*** Opening of Records provided ***

use crate::meta::{Column, ColumnKind, DataType, Filter, FilterOp, LogicalOp, Model};
use crate::sql::ast::{BinaryOperator, Expr, Ident, Query, UnaryOperator, Value};

use super::{and_reducer, or_reducer, QueryBuilderError};

/// Apply a filter list (an implicit AND group) to the query's predicate.
/// Unknown fields fail the request under strict validation and are dropped
/// from the predicate otherwise.
pub fn apply_filters(
    query: &mut Query,
    filters: &[Filter],
    model: &Model,
    alias: &str,
    strict: bool,
) -> Result<(), QueryBuilderError> {
    if let Some(expr) = filters_expr(filters, model, alias, strict)? {
        query.and_predicate(expr);
    }
    Ok(())
}

pub fn filters_expr(
    filters: &[Filter],
    model: &Model,
    alias: &str,
    strict: bool,
) -> Result<Option<Expr>, QueryBuilderError> {
    group_expr(LogicalOp::And, filters, model, alias, strict)
}

fn group_expr(
    op: LogicalOp,
    children: &[Filter],
    model: &Model,
    alias: &str,
    strict: bool,
) -> Result<Option<Expr>, QueryBuilderError> {
    let mut exprs = Vec::new();
    for child in children {
        if let Some(expr) = filter_expr(child, model, alias, strict)? {
            exprs.push(expr);
        }
    }

    let reducer = match op {
        LogicalOp::Or => or_reducer,
        LogicalOp::And | LogicalOp::Not => and_reducer,
    };
    let needs_nesting = exprs.len() > 1;
    let combined = exprs.into_iter().reduce(reducer).map(|expr| {
        if needs_nesting {
            Expr::Nested(Box::new(expr))
        } else {
            expr
        }
    });

    Ok(match op {
        LogicalOp::Not => combined.map(|expr| Expr::UnaryOp {
            op: UnaryOperator::Not,
            expr: Box::new(Expr::Nested(Box::new(expr))),
        }),
        _ => combined,
    })
}

fn filter_expr(
    filter: &Filter,
    model: &Model,
    alias: &str,
    strict: bool,
) -> Result<Option<Expr>, QueryBuilderError> {
    let (field, op, value) = match filter {
        Filter::Group {
            logical_op,
            children,
        } => return group_expr(*logical_op, children, model, alias, strict),
        Filter::Leaf { field, op, value } => (field, op, value),
    };

    let column = match model.column_by_ref(field) {
        Some(column) if !column.column_name.is_empty() => column,
        _ => {
            // virtual columns (lookups, links, rollups) are filtered through
            // nested relation params, not root predicates
            if strict {
                return Err(QueryBuilderError::UnknownField(
                    field.clone(),
                    model.title.clone(),
                ));
            }
            return Ok(None);
        }
    };

    let col = Expr::CompoundIdentifier(vec![
        Ident::quoted(alias),
        Ident::quoted(&column.column_name),
    ]);

    let comparison = |op: BinaryOperator| Expr::BinaryOp {
        left: Box::new(col.clone()),
        op,
        right: Box::new(Expr::Value(literal(column, value))),
    };

    Ok(Some(match op {
        FilterOp::Eq => match value {
            serde_json::Value::Null => Expr::IsNull(Box::new(col)),
            _ => comparison(BinaryOperator::Eq),
        },
        FilterOp::Neq => match value {
            serde_json::Value::Null => Expr::IsNotNull(Box::new(col)),
            _ => comparison(BinaryOperator::NotEq),
        },
        FilterOp::Gt => comparison(BinaryOperator::Gt),
        FilterOp::Gte => comparison(BinaryOperator::GtEq),
        FilterOp::Lt => comparison(BinaryOperator::Lt),
        FilterOp::Lte => comparison(BinaryOperator::LtEq),
        FilterOp::Like => Expr::BinaryOp {
            left: Box::new(col),
            op: BinaryOperator::ILike,
            right: Box::new(Expr::Value(Value::SingleQuotedString(like_pattern(value)))),
        },
        FilterOp::Nlike => Expr::BinaryOp {
            left: Box::new(col),
            op: BinaryOperator::NotILike,
            right: Box::new(Expr::Value(Value::SingleQuotedString(like_pattern(value)))),
        },
        FilterOp::In => Expr::InList {
            expr: Box::new(col),
            list: in_list(column, value),
        },
        FilterOp::Null => Expr::IsNull(Box::new(col)),
        FilterOp::NotNull => Expr::IsNotNull(Box::new(col)),
        FilterOp::Empty => Expr::Nested(Box::new(or_reducer(
            Expr::IsNull(Box::new(col.clone())),
            Expr::BinaryOp {
                left: Box::new(col),
                op: BinaryOperator::Eq,
                right: Box::new(Expr::Value(Value::SingleQuotedString(String::new()))),
            },
        ))),
        FilterOp::NotEmpty => Expr::UnaryOp {
            op: UnaryOperator::Not,
            expr: Box::new(Expr::Nested(Box::new(or_reducer(
                Expr::IsNull(Box::new(col.clone())),
                Expr::BinaryOp {
                    left: Box::new(col),
                    op: BinaryOperator::Eq,
                    right: Box::new(Expr::Value(Value::SingleQuotedString(String::new()))),
                },
            )))),
        },
        FilterOp::Checked => Expr::IsTrue(Box::new(col)),
        FilterOp::NotChecked => Expr::IsNotTrue(Box::new(col)),
    }))
}

fn like_pattern(value: &serde_json::Value) -> String {
    let raw = match value {
        serde_json::Value::String(s) => s.clone(),
        other => other.to_string(),
    };
    if raw.contains('%') {
        raw
    } else {
        format!("%{raw}%")
    }
}

fn in_list(column: &Column, value: &serde_json::Value) -> Vec<Expr> {
    match value {
        serde_json::Value::Array(values) => values
            .iter()
            .map(|v| Expr::Value(literal(column, v)))
            .collect(),
        serde_json::Value::String(s) => s
            .split(',')
            .map(|part| Expr::Value(typed_literal(column, part)))
            .collect(),
        other => vec![Expr::Value(literal(column, other))],
    }
}

/// Convert a filter operand to a SQL literal, using the column's storage
/// type to decide how to interpret strings coming from the where-clause
/// grammar.
fn literal(column: &Column, value: &serde_json::Value) -> Value {
    match value {
        serde_json::Value::Number(n) => Value::Number(n.to_string()),
        serde_json::Value::Bool(b) => Value::Boolean(*b),
        serde_json::Value::Null => Value::Null,
        serde_json::Value::String(s) => typed_literal(column, s),
        other => Value::SingleQuotedString(other.to_string()),
    }
}

fn typed_literal(column: &Column, raw: &str) -> Value {
    match storage_type(column) {
        Some(DataType::Integer) | Some(DataType::Decimal) if raw.parse::<f64>().is_ok() => {
            Value::Number(raw.to_owned())
        }
        Some(DataType::Boolean) => match raw {
            "true" | "1" => Value::Boolean(true),
            "false" | "0" => Value::Boolean(false),
            _ => Value::SingleQuotedString(raw.to_owned()),
        },
        _ => Value::SingleQuotedString(raw.to_owned()),
    }
}

fn storage_type(column: &Column) -> Option<DataType> {
    match &column.kind {
        ColumnKind::Scalar { data_type } => Some(*data_type),
        ColumnKind::CreatedTime | ColumnKind::LastModifiedTime => Some(DataType::Timestamp),
        _ => None,
    }
}

#[cfg(test)]
mod tests {
    use super::*;
    use crate::meta::FilterOp;
    use serde_json::json;

    fn test_model() -> Model {
        Model {
            id: "m1".to_owned(),
            title: "Orders".to_owned(),
            table_name: "orders".to_owned(),
            version: 0,
            columns: vec![
                Column {
                    id: "c1".to_owned(),
                    title: "Amount".to_owned(),
                    column_name: "amount".to_owned(),
                    system: false,
                    primary_key: false,
                    auto_increment: false,
                    display_value: false,
                    kind: ColumnKind::Scalar {
                        data_type: DataType::Integer,
                    },
                },
                Column {
                    id: "c2".to_owned(),
                    title: "Active".to_owned(),
                    column_name: "active".to_owned(),
                    system: false,
                    primary_key: false,
                    auto_increment: false,
                    display_value: false,
                    kind: ColumnKind::Scalar {
                        data_type: DataType::Boolean,
                    },
                },
            ],
        }
    }

    fn leaf(field: &str, op: FilterOp, value: serde_json::Value) -> Filter {
        Filter::Leaf {
            field: field.to_owned(),
            op,
            value,
        }
    }

    #[test]
    fn typed_equality_uses_storage_types() {
        let model = test_model();
        let expr = filters_expr(
            &[
                leaf("Amount", FilterOp::Gt, json!("10")),
                leaf("Active", FilterOp::Eq, json!("true")),
            ],
            &model,
            "t",
            true,
        )
        .unwrap()
        .unwrap();

        assert_eq!(
            expr.to_string(),
            "(\"t\".\"amount\" > 10 AND \"t\".\"active\" = TRUE)"
        );
    }

    #[test]
    fn or_groups_nest() {
        let model = test_model();
        let expr = filters_expr(
            &[Filter::Group {
                logical_op: LogicalOp::Or,
                children: vec![
                    leaf("Amount", FilterOp::Lt, json!(5)),
                    leaf("Amount", FilterOp::Gt, json!(10)),
                ],
            }],
            &model,
            "t",
            true,
        )
        .unwrap()
        .unwrap();

        assert_eq!(
            expr.to_string(),
            "(\"t\".\"amount\" < 5 OR \"t\".\"amount\" > 10)"
        );
    }

    #[test]
    fn unknown_field_is_dropped_unless_strict() {
        let model = test_model();
        let lenient = filters_expr(
            &[leaf("Nope", FilterOp::Eq, json!(1))],
            &model,
            "t",
            false,
        )
        .unwrap();
        assert!(lenient.is_none());

        let strict = filters_expr(&[leaf("Nope", FilterOp::Eq, json!(1))], &model, "t", true);
        assert!(matches!(
            strict,
            Err(QueryBuilderError::UnknownField(field, _)) if field == "Nope"
        ));
    }

    #[test]
    fn empty_check_is_null_safe() {
        let model = test_model();
        let expr = filters_expr(
            &[leaf("Amount", FilterOp::Empty, json!(null))],
            &model,
            "t",
            true,
        )
        .unwrap()
        .unwrap();
        assert_eq!(
            expr.to_string(),
            "(\"t\".\"amount\" IS NULL OR \"t\".\"amount\" = '')"
        );
    }
}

*** Close of Records provided ***

> Exercise requirements:
If a line comes after the one that contains "let reducer = match", leave it out; return every line of the entries up to that point exactly, starting with the first, with that line included.

> Answer below:
use crate::meta::{Column, ColumnKind, DataType, Filter, FilterOp, LogicalOp, Model};
use crate::sql::ast::{BinaryOperator, Expr, Ident, Query, UnaryOperator, Value};

use super::{and_reducer, or_reducer, QueryBuilderError};

/// Apply a filter list (an implicit AND group) to the query's predicate.
/// Unknown fields fail the request under strict validation and are dropped
/// from the predicate otherwise.
pub fn apply_filters(
    query: &mut Query,
    filters: &[Filter],
    model: &Model,
    alias: &str,
    strict: bool,
) -> Result<(), QueryBuilderError> {
    if let Some(expr) = filters_expr(filters, model, alias, strict)? {
        query.and_predicate(expr);
    }
    Ok(())
}

pub fn filters_expr(
    filters: &[Filter],
    model: &Model,
    alias: &str,
    strict: bool,
) -> Result<Option<Expr>, QueryBuilderError> {
    group_expr(LogicalOp::And, filters, model, alias, strict)
}

fn group_expr(
    op: LogicalOp,
    children: &[Filter],
    model: &Model,
    alias: &str,
    strict: bool,
) -> Result<Option<Expr>, QueryBuilderError> {
    let mut exprs = Vec::new();
    for child in children {
        if let Some(expr) = filter_expr(child, model, alias, strict)? {
            exprs.push(expr);
        }
    }

    let reducer = match op {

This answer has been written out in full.